Assignment 9
Learning Objectives
- design a relational data storage structure
- implement ETL for data
- create a SQLite database
- connect to SQLite from R
- create tables using SQL scripts
- add data to tables via CSV loads
- retrieve data into R data frame using SQL
Data Files & Tools
Tasks
The objective of this assignment is to learn how to store data in a relational database and retrieve it for processing in R. Revisit the Bird Strike data set that we previously worked with. The data file contains the following data fields (ignore any additional fields in the file and limit your database to these). Note that not all fields have values. If a field does not have values, set it to empty.
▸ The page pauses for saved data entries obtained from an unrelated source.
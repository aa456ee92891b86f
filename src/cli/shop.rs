//! Interactive shopping session over stdin

use std::io::{self, BufRead};

use crate::application::session::{CartAddOutcome, CartRemoveOutcome, Receipt, StoreSession};
use crate::cli::error::CliResult;
use crate::cli::output;
use crate::domain::CatalogTree;

const HELP: &str = "\
  add <product>      move one unit from stock into the cart
  remove <product>   put one unit back on the shelf
  items              list the cart in arrival order
  total              cart totals
  tree               show the catalog
  clear              empty the cart without checkout
  checkout           print a receipt and empty the cart
  help               this overview
  quit               leave the store";

/// Runs the interactive session until `quit` or end of input.
pub fn run(catalog: CatalogTree) -> CliResult<()> {
    let mut session = StoreSession::new(catalog);
    output::header("Welcome to the store");
    output::detail("type `help` for the available commands");

    let stdin = io::stdin();
    let mut lines = stdin.lock().lines();
    loop {
        output::prompt("store>");
        let Some(line) = lines.next() else {
            break;
        };
        let line = line?;
        let (verb, argument) = split_verb(line.trim());
        match verb {
            "" => continue,
            "add" => add(&mut session, argument),
            "remove" => remove(&mut session, argument),
            "items" | "cart" => show_items(&session),
            "total" => show_total(&session),
            "tree" | "catalog" => show_catalog(&session),
            "clear" => {
                session.clear_cart();
                output::success("cart emptied");
            }
            "checkout" => print_receipt(&session.checkout()),
            "help" => output::info(HELP),
            "quit" | "exit" | "q" => break,
            other => output::warning(&format!("unknown command: {other}")),
        }
    }
    Ok(())
}

fn split_verb(line: &str) -> (&str, &str) {
    match line.split_once(char::is_whitespace) {
        Some((verb, rest)) => (verb, rest.trim()),
        None => (line, ""),
    }
}

fn add(session: &mut StoreSession, product: &str) {
    if product.is_empty() {
        output::warning("usage: add <product>");
        return;
    }
    match session.add_to_cart(product) {
        CartAddOutcome::Added { remaining } => {
            output::success(&format!("{product} added, {remaining} left in stock"));
        }
        CartAddOutcome::OutOfStock => {
            output::warning(&format!("no more {product} available in stock"));
        }
        CartAddOutcome::UnknownProduct => {
            output::warning(&format!("{product} not found in the inventory"));
        }
    }
}

fn remove(session: &mut StoreSession, product: &str) {
    if product.is_empty() {
        output::warning("usage: remove <product>");
        return;
    }
    match session.remove_from_cart(product) {
        CartRemoveOutcome::Removed => {
            output::success(&format!("{product} returned to the shelf"));
        }
        CartRemoveOutcome::NotInCart => {
            output::warning(&format!("{product} is not in the cart"));
        }
    }
}

fn show_items(session: &StoreSession) {
    if session.cart().is_empty() {
        output::detail("the cart is empty");
        return;
    }
    for (position, item) in session.cart().iter().enumerate() {
        output::info(&format!("{:>3}. {}", position + 1, item));
    }
    show_total(session);
}

fn show_total(session: &StoreSession) {
    let summary = session.summary();
    output::detail(&format!(
        "{} items, total ${:.2}",
        summary.total_items, summary.total_price
    ));
}

fn show_catalog(session: &StoreSession) {
    print!("{}", session.catalog().render());
}

fn print_receipt(receipt: &Receipt) {
    if receipt.lines.is_empty() {
        output::detail("the cart is empty, nothing to check out");
        return;
    }
    output::header(&format!(
        "Receipt ({})",
        receipt.issued_at.format("%Y-%m-%d %H:%M")
    ));
    for line in &receipt.lines {
        output::info(&format!(
            "{:>3} x {:<24} ${:>9} each  ${:>9}",
            line.quantity,
            line.product,
            format!("{:.2}", line.unit_price),
            format!("{:.2}", line.line_total)
        ));
    }
    output::action(
        "Total",
        &format!("${:.2} for {} items", receipt.total, receipt.item_count),
    );
    output::success("your items have been checked out");
}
The name is parenthesis is the field name you will use in the database in Question (1).
Questions 1 to 3 must be in a single R Notebook that is separate from the R Notebook for Question 5.
- Aircraft Type (AircraftType)
- Airport Name (DepAirport)
- Effect: Impact to Flight (Impact)
- Flight Date (Date)
- Record ID (ID)
- Airline/Operator (Airline)
- Origin State (OriginState)
- Feet above Ground (Ft)
- New Field: Altitude
Questions 1 to 3 must be in a single R Notebook that is separate from the R Notebook for Question 5.
- (10 Points) Create a separate notebook file for this question. This is the extraction, loading, and transform (ETL) phase. Load the full data file into R and then extract the proper columns. After that, deal with missing values.
- (10 Points) Perform a min-max normalization on the 'Feet Above Ground' field and place the value into the field Altitude.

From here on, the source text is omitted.